Overview

The goal of this clinical trial is to evaluate how different approaches to executive function (like adding game-like features, varying the number of tasks, and providing coaching) can enhance executive function outcomes in adolescents with and without ADHD. The main questions it aims to answer are:

• What components of executive function training contribute most to improving outcomes?
• How do training components vary in their impacts on adolescents diagnosed with ADHD compared to those without a diagnosis?
• What individual characteristics influence the effectiveness of executive function training?

Researchers will test six different training setups to examine which setups are the most effective for different people. They will evaluate both how well participants follow the training schedule and whether there are changes in psychological and cognitive outcomes after training.
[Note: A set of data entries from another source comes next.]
//! Errors surfaced to HTTP clients

use percent_encoding::percent_decode_str;
use thiserror::Error;
use warp::Reply;
use warp::http::StatusCode;

use crate::store::StoreError;

/// Failure of a single request, rendered as a plain-text response
#[derive(Debug, Error)]
pub enum ApiError {
    /// Malformed id, malformed JSON or oversized body
    #[error("{0}")]
    Validation(String),

    /// No message with the requested id
    #[error("Could not find record with id {0}")]
    NotFound(i64),

    /// Any other store failure, prefixed with what the handler was doing
    #[error("{context}: {source}")]
    Store {
        context: String,
        #[source]
        source: StoreError,
    },

    /// Response serialization failed
    #[error("Encountered an error encoding JSON response: {0}")]
    Encoding(#[source] serde_json::Error),
}

impl ApiError {
    /// Translate a store error, keeping "not found" distinct from failures
    pub fn from_store(err: StoreError, context: impl Into<String>) -> Self {
        match err {
            StoreError::NotFound(id) => ApiError::NotFound(id),
            source => ApiError::Store {
                context: context.into(),
                source,
            },
        }
    }

    pub fn invalid_id() -> Self {
        ApiError::Validation("id must be an integer".to_string())
    }

    pub fn status(&self) -> StatusCode {
        match self {
            ApiError::Validation(_) => StatusCode::BAD_REQUEST,
            ApiError::NotFound(_) => StatusCode::NOT_FOUND,
            ApiError::Store { .. } | ApiError::Encoding(_) => StatusCode::INTERNAL_SERVER_ERROR,
        }
    }
}

impl Reply for ApiError {
    fn into_response(self) -> warp::reply::Response {
        let status = self.status();
        // String replies carry `text/plain; charset=utf-8`
        warp::reply::with_status(self.to_string(), status).into_response()
    }
}

/// Parse a percent-encoded `{id}` path segment
pub fn parse_id(raw: &str) -> Result<i64, ApiError> {
    let decoded = percent_decode_str(raw)
        .decode_utf8()
        .map_err(|_| ApiError::invalid_id())?;
    decoded.parse::<i64>().map_err(|_| ApiError::invalid_id())
}
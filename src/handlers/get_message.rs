// GET /messages/{id} handler

use std::convert::Infallible;
use warp::http::StatusCode;
use warp::reply::Response;

use super::error::{parse_id, ApiError};
use super::reply::{finish, json_reply};
use crate::store::{MessageStore, SharedStore};

/// Fetches one message and derives `isPalindrome` from its body.
pub async fn get_message_handler(raw_id: String, store: SharedStore) -> Result<Response, Infallible> {
    tracing::debug!("GET /messages/{}", raw_id);
    finish("GET /messages/{id}", get_message(store.as_ref(), &raw_id).await)
}

async fn get_message(store: &dyn MessageStore, raw_id: &str) -> Result<Response, ApiError> {
    let id = parse_id(raw_id)?;

    let message = store.get(id).await.map_err(|e| {
        ApiError::from_store(e, format!("Could not get message with id {}", id))
    })?;

    json_reply(&message.with_palindrome_flag(), StatusCode::OK)
}
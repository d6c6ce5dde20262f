// DELETE /messages/{id} handler

use std::convert::Infallible;
use warp::reply::Response;

use super::error::{parse_id, ApiError};
use super::reply::{empty_ok, finish};
use crate::store::{MessageStore, SharedStore};

pub async fn delete_message_handler(raw_id: String, store: SharedStore) -> Result<Response, Infallible> {
    tracing::debug!("DELETE /messages/{}", raw_id);
    finish("DELETE /messages/{id}", delete_message(store.as_ref(), &raw_id).await)
}

async fn delete_message(store: &dyn MessageStore, raw_id: &str) -> Result<Response, ApiError> {
    let id = parse_id(raw_id)?;

    store.delete(id).await.map_err(|e| {
        ApiError::from_store(e, format!("Could not delete message with id {}", id))
    })?;

    tracing::info!(id, "message deleted");
    Ok(empty_ok())
}
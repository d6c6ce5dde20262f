// Response helpers shared by the handlers

use bytes::Buf;
use futures_util::{pin_mut, Stream, StreamExt};
use serde::Serialize;
use std::convert::Infallible;
use warp::http::StatusCode;
use warp::reply::Response;
use warp::Reply;

use super::error::ApiError;

pub const JSON_CONTENT: &str = "application/json; charset=utf-8";

/// Serialize `value` into a JSON response with the given status
pub fn json_reply<T: Serialize + ?Sized>(value: &T, status: StatusCode) -> Result<Response, ApiError> {
    let body = serde_json::to_vec(value).map_err(ApiError::Encoding)?;
    let reply = warp::reply::with_header(body, "content-type", JSON_CONTENT);
    Ok(warp::reply::with_status(reply, status).into_response())
}

/// 200 with an empty body
pub fn empty_ok() -> Response {
    warp::reply::with_status(warp::reply(), StatusCode::OK).into_response()
}

/// Log the outcome of a handler and turn errors into responses
pub fn finish(route: &str, result: Result<Response, ApiError>) -> Result<Response, Infallible> {
    match result {
        Ok(response) => {
            tracing::debug!(route, status = response.status().as_u16(), "request handled");
            Ok(response)
        }
        Err(err) => {
            match &err {
                ApiError::Store { .. } | ApiError::Encoding(_) => {
                    tracing::error!(route, error = %err, "request failed")
                }
                ApiError::NotFound(_) => tracing::warn!(route, error = %err, "record not found"),
                ApiError::Validation(_) => tracing::debug!(route, error = %err, "rejected request"),
            }
            Ok(err.into_response())
        }
    }
}

/// Collect a request body, failing once more than `limit` bytes arrive
pub async fn read_limited<S, B>(body: S, limit: usize) -> Result<Vec<u8>, ApiError>
where
    S: Stream<Item = Result<B, warp::Error>>,
    B: Buf + Send,
{
    pin_mut!(body);

    let mut bytes = Vec::new();
    while let Some(chunk) = body.next().await {
        let mut chunk = chunk
            .map_err(|e| ApiError::Validation(format!("Could not read request body: {}", e)))?;

        if bytes.len() + chunk.remaining() > limit {
            return Err(ApiError::Validation(format!(
                "request body exceeds {} bytes",
                limit
            )));
        }

        while chunk.has_remaining() {
            let part = chunk.chunk();
            let len = part.len();
            bytes.extend_from_slice(part);
            chunk.advance(len);
        }
    }

    Ok(bytes)
}
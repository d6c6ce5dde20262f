use thiserror::Error;

/// Result type for message store operations
pub type Result<T> = std::result::Result<T, StoreError>;

/// Error types for message store operations
#[derive(Debug, Error)]
pub enum StoreError {
    /// No message has the requested id
    #[error("message {0} not found")]
    NotFound(i64),

    /// Database error - SQL errors, constraint violations
    #[error("Database error: {0}")]
    Database(String),

    /// Pool error - connection pool issues
    #[error("Pool error: {0}")]
    Pool(String),

    /// Connection error - database unreachable or authentication failure
    #[error("Connection error: {0}")]
    Connection(String),

    /// Invalid store configuration
    #[error("Configuration error: {0}")]
    Config(String),
}

/// Convert tokio-postgres errors to store errors
impl From<tokio_postgres::Error> for StoreError {
    fn from(err: tokio_postgres::Error) -> Self {
        if let Some(db_error) = err.as_db_error() {
            return StoreError::Database(format!(
                "{}: {}",
                db_error.code().code(),
                db_error.message()
            ));
        }

        // Non-database errors (closed connection, I/O) keep their full text
        StoreError::Database(err.to_string())
    }
}

/// Convert deadpool errors to store errors
impl From<deadpool_postgres::PoolError> for StoreError {
    fn from(err: deadpool_postgres::PoolError) -> Self {
        StoreError::Pool(err.to_string())
    }
}

/// Convert deadpool build errors to store errors
impl From<deadpool_postgres::BuildError> for StoreError {
    fn from(err: deadpool_postgres::BuildError) -> Self {
        StoreError::Connection(err.to_string())
    }
}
Participants will complete:

• 40 training sessions over 4 weeks
• A set of tests and surveys before and after the training
• Follow-up assessments and surveys 6 months after finishing the training

Eligibility

Inclusion Criteria:

• 12-17 years old.
• Child must have a caregiver (parent/guardian) who is available to participate as a training aide.
• Child and parent/caregiver are able to understand/speak adequate English or Spanish to follow and participate in study procedures
• Both child and parent/guardian are willing to give informed consent/assent, be randomized to either intervention condition, and be willing to follow the assigned study protocol.
• \~50% of the participants: Meet criteria for ADHD DSM-5 diagnosis.

Exclusion Criteria:

• Child is taking ADHD medication/stimulants.
• Child has been formally identified as intellectually disabled.
• Abnormal visual acuity or hearing challenges that are prohibitive to participating in the intervention/assessment.
• History of organic mental disorders (conditions or disturbances that may be caused by injuries and/or neurodegenerative diseases affecting brain tissues), psychosis, history of autism spectrum disorders, intellectual disability, or active substance use or suicidal ideation (such individuals will be referred to psychiatric services).
• Major sensory or motor impairment that would preclude valid cognitive testing.
• Participants with color blindness, if they are unable to discriminate the task relevant stimuli.
• Populations considered vulnerable such as wards and those with neurological or other health conditions that may prevent the ability to give informed consent.